* **Work to complete**:
In the entries below, find the line with "ProviderError::from_status(status, model, body)" and print exactly every line from there up to and including the line with "async fn new_game_starts_from_the_initial_position()", with no other lines.

* **The data**:

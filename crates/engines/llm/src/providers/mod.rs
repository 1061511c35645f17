//! HTTP adapters for the hosted model APIs.

pub mod gemini;
pub mod openai;

pub use gemini::GeminiProvider;
pub use openai::OpenAiProvider;
use async_trait::async_trait;

use crate::config::ProviderKind;
use crate::error::ProviderError;
use crate::prompt::Prompt;

/// A text-completion backend able to answer chess prompts.
///
/// Implementations make exactly one request per call. Timeouts, retries across
/// models and fallback are the pipeline's business.
#[async_trait]
pub trait ChessProvider: Send + Sync {
    fn kind(&self) -> ProviderKind;

    async fn complete_chess_prompt(
        &self,
        prompt: &Prompt,
        model: &str,
    ) -> Result<String, ProviderError>;
}

/// Trims the reply and turns an empty one into an error.
pub(crate) fn non_empty(text: Option<String>) -> Result<String, ProviderError> {
    text.map(|t| t.trim().to_string())
        .filter(|t| !t.is_empty())
        .ok_or(ProviderError::EmptyResponse)
}

/// Reads a failed response into a status error.
pub(crate) async fn status_error(resp: reqwest::Response, model: &str) -> ProviderError {
    let status = resp.status().as_u16();
    let body = resp.text().await.unwrap_or_default();
    ProviderError::from_status(status, model, body)
}
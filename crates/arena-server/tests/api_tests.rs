//! HTTP routes driven through `Router::oneshot`.

use std::sync::Arc;

use arena_server::{ArenaConfig, ArenaService, SqliteStore, router};
use axum::Router;
use axum::body::Body;
use axum::http::{Request, StatusCode};
use game::MemoryStore;
use serde_json::{Value, json};
use tower::ServiceExt;

fn app_with(store: Arc<dyn game::GameStore>) -> Router {
    // No API keys: every hosted entry is skipped and moves come from the
    // random fallback.
    let config = ArenaConfig::default();
    let service = ArenaService::new(
        store,
        Arc::new(config.build_pipeline()),
        config.default_engine.clone(),
    );
    router(Arc::new(service))
}

fn app() -> Router {
    app_with(Arc::new(MemoryStore::new()))
}

async fn call(app: &Router, method: &str, uri: &str, body: Option<Value>) -> (StatusCode, Value) {
    let mut req = Request::builder().method(method).uri(uri);
    let body = match body {
        Some(v) => {
            req = req.header("content-type", "application/json");
            Body::from(v.to_string())
        }
        None => Body::empty(),
    };
    let response = app.clone().oneshot(req.body(body).unwrap()).await.unwrap();
    let status = response.status();
    let bytes = axum::body::to_bytes(response.into_body(), usize::MAX)
        .await
        .unwrap();
    let json = if bytes.is_empty() {
        Value::Null
    } else {
        serde_json::from_slice(&bytes).unwrap()
    };
    (status, json)
}

async fn create(app: &Router, body: Value) -> i64 {
    let (status, game) = call(app, "POST", "/api/new-game", Some(body)).await;
    assert_eq!(status, StatusCode::CREATED, "{game}");
    game["game_id"].as_i64().unwrap()
}

#[tokio::test]
async fn new_game_starts_from_the_initial_position() {
    let app = app();
    let (status, game) = call(
        &app,
        "POST",
        "/api/new-game",
        Some(json!({ "mode": "human-vs-ai", "color": "white", "ai_engine": "openai" })),
    )
    .await;

    assert_eq!(status, StatusCode::CREATED);
    assert_eq!(
        game["fen"],
        "rnbqkbnr/pppppppp/8/8/8/8/PPPPPPPP/RNBQKBNR w KQkq - 0 1"
    );
    assert_eq!(game["moves"], json!([]));
    assert_eq!(game["status"]["state"], "in_progress");
    assert_eq!(game["white"]["controller"]["type"], "human");
    assert_eq!(game["black"]["controller"]["engine"], "openai");
    assert_eq!(game["enforce_rules"], true);
}

#[tokio::test]
async fn human_move_is_answered_by_the_ai() {
    let app = app();
    let id = create(&app, json!({ "mode": "human-vs-ai", "ai_engine": "openai" })).await;

    let (status, body) = call(
        &app,
        "POST",
        "/api/move",
        Some(json!({ "game_id": id, "move": "e2e4" })),
    )
    .await;
    assert_eq!(status, StatusCode::OK, "{body}");
    assert_eq!(body["moves"][0], "e2e4");
    assert_eq!(body["moves"].as_array().unwrap().len(), 2);
    assert_eq!(body["ai_move"]["source"]["kind"], "random_fallback");
    assert_eq!(body["side_to_move"], "white");

    let (_, log) = call(&app, "GET", &format!("/api/game/{id}/moves"), None).await;
    assert_eq!(log["moves"][0]["san"], "e4");
    assert_eq!(log["pairs"][0]["move_number"], 1);
    assert_eq!(log["pairs"][0]["white"], "e4");
}

#[tokio::test]
async fn illegal_move_returns_422_with_position() {
    let app = app();
    let id = create(&app, json!({ "mode": "human-vs-human" })).await;

    let (status, body) = call(
        &app,
        "POST",
        "/api/move",
        Some(json!({ "game_id": id, "move": "e2e5" })),
    )
    .await;
    assert_eq!(status, StatusCode::UNPROCESSABLE_ENTITY);
    assert!(body["error"].as_str().unwrap().contains("illegal"));
    assert_eq!(body["game"]["moves"], json!([]));
}

#[tokio::test]
async fn wrong_turn_returns_409_with_unchanged_position() {
    let app = app();
    let id = create(&app, json!({ "mode": "human-vs-ai", "color": "black" })).await;

    let (status, body) = call(
        &app,
        "POST",
        "/api/move",
        Some(json!({ "game_id": id, "move": "e2e4" })),
    )
    .await;
    assert_eq!(status, StatusCode::CONFLICT);
    assert_eq!(
        body["game"]["fen"],
        "rnbqkbnr/pppppppp/8/8/8/8/PPPPPPPP/RNBQKBNR w KQkq - 0 1"
    );
}

#[tokio::test]
async fn ai_vs_ai_game_plays_and_stops() {
    let app = app();
    let id = create(&app, json!({ "mode": "ai-vs-ai", "ai_engine": "random" })).await;

    for ply in 1..=3 {
        let (status, body) = call(
            &app,
            "POST",
            "/api/ai-move",
            Some(json!({ "game_id": id })),
        )
        .await;
        assert_eq!(status, StatusCode::OK, "{body}");
        assert_eq!(body["moves"].as_array().unwrap().len(), ply);
        assert_eq!(body["move"]["engine"], "random");
    }

    let (status, body) = call(&app, "POST", &format!("/api/game/{id}/stop"), None).await;
    assert_eq!(status, StatusCode::OK);
    assert_eq!(body["status"]["termination"], "manual_stop");
    assert_eq!(body["status"]["result"], "undetermined");

    let (status, _) = call(
        &app,
        "POST",
        "/api/ai-move",
        Some(json!({ "game_id": id })),
    )
    .await;
    assert_eq!(status, StatusCode::CONFLICT);
}

#[tokio::test]
async fn resign_through_query_side() {
    let app = app();
    let id = create(&app, json!({ "mode": "human-vs-human" })).await;
    let (status, body) = call(
        &app,
        "POST",
        &format!("/api/game/{id}/resign?side=white"),
        None,
    )
    .await;
    assert_eq!(status, StatusCode::OK);
    assert_eq!(body["status"]["result"], "black_wins");
    assert_eq!(body["status"]["termination"], "resignation");
}

#[tokio::test]
async fn games_are_listed_newest_first() {
    let app = app();
    let first = create(&app, json!({ "mode": "human-vs-human" })).await;
    let second = create(&app, json!({ "mode": "ai-vs-ai" })).await;

    let (status, body) = call(&app, "GET", "/api/games", None).await;
    assert_eq!(status, StatusCode::OK);
    let ids: Vec<i64> = body["games"]
        .as_array()
        .unwrap()
        .iter()
        .map(|g| g["id"].as_i64().unwrap())
        .collect();
    assert_eq!(ids, [second, first]);
}

#[tokio::test]
async fn errors_for_bad_input() {
    let app = app();

    let (status, _) = call(&app, "GET", "/api/game/999", None).await;
    assert_eq!(status, StatusCode::NOT_FOUND);

    let (status, _) = call(
        &app,
        "POST",
        "/api/new-game",
        Some(json!({ "mode": "human-vs-ai", "ai_engine": "stockfish" })),
    )
    .await;
    assert_eq!(status, StatusCode::BAD_REQUEST);

    let id = create(&app, json!({ "mode": "human-vs-human" })).await;
    let (status, _) = call(
        &app,
        "POST",
        "/api/move",
        Some(json!({ "game_id": id, "move": "zz" })),
    )
    .await;
    assert_eq!(status, StatusCode::BAD_REQUEST);
}

#[tokio::test]
async fn version_reports_the_package() {
    let (status, body) = call(&app(), "GET", "/api/version", None).await;
    assert_eq!(status, StatusCode::OK);
    assert_eq!(body["name"], "arena-server");
    assert_eq!(body["version"], env!("CARGO_PKG_VERSION"));
}

#[tokio::test]
async fn relaxed_game_over_sqlite() {
    let store = SqliteStore::in_memory().await.unwrap();
    let app = app_with(Arc::new(store));
    let id = create(
        &app,
        json!({ "mode": "human-vs-human", "enforce_rules": false }),
    )
    .await;

    // Queen jumps over its own pawn and takes on d7.
    let (status, body) = call(
        &app,
        "POST",
        "/api/move",
        Some(json!({ "game_id": id, "move": "d1d7" })),
    )
    .await;
    assert_eq!(status, StatusCode::OK, "{body}");
    assert_eq!(body["status"]["state"], "in_progress");

    let (_, game) = call(&app, "GET", &format!("/api/game/{id}"), None).await;
    assert_eq!(game["moves"], json!(["d1d7"]));
    assert_eq!(game["enforce_rules"], false);
}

* **Written answer**:
    ProviderError::from_status(status, model, body)
}
filename crates/arena-server/tests/api_tests.rs
//! HTTP routes driven through `Router::oneshot`.

use std::sync::Arc;

use arena_server::{ArenaConfig, ArenaService, SqliteStore, router};
use axum::Router;
use axum::body::Body;
use axum::http::{Request, StatusCode};
use game::MemoryStore;
use serde_json::{Value, json};
use tower::ServiceExt;

fn app_with(store: Arc<dyn game::GameStore>) -> Router {
    // No API keys: every hosted entry is skipped and moves come from the
    // random fallback.
    let config = ArenaConfig::default();
    let service = ArenaService::new(
        store,
        Arc::new(config.build_pipeline()),
        config.default_engine.clone(),
    );
    router(Arc::new(service))
}

fn app() -> Router {
    app_with(Arc::new(MemoryStore::new()))
}

async fn call(app: &Router, method: &str, uri: &str, body: Option<Value>) -> (StatusCode, Value) {
    let mut req = Request::builder().method(method).uri(uri);
    let body = match body {
        Some(v) => {
            req = req.header("content-type", "application/json");
            Body::from(v.to_string())
        }
        None => Body::empty(),
    };
    let response = app.clone().oneshot(req.body(body).unwrap()).await.unwrap();
    let status = response.status();
    let bytes = axum::body::to_bytes(response.into_body(), usize::MAX)
        .await
        .unwrap();
    let json = if bytes.is_empty() {
        Value::Null
    } else {
        serde_json::from_slice(&bytes).unwrap()
    };
    (status, json)
}

async fn create(app: &Router, body: Value) -> i64 {
    let (status, game) = call(app, "POST", "/api/new-game", Some(body)).await;
    assert_eq!(status, StatusCode::CREATED, "{game}");
    game["game_id"].as_i64().unwrap()
}

#[tokio::test]
async fn new_game_starts_from_the_initial_position() {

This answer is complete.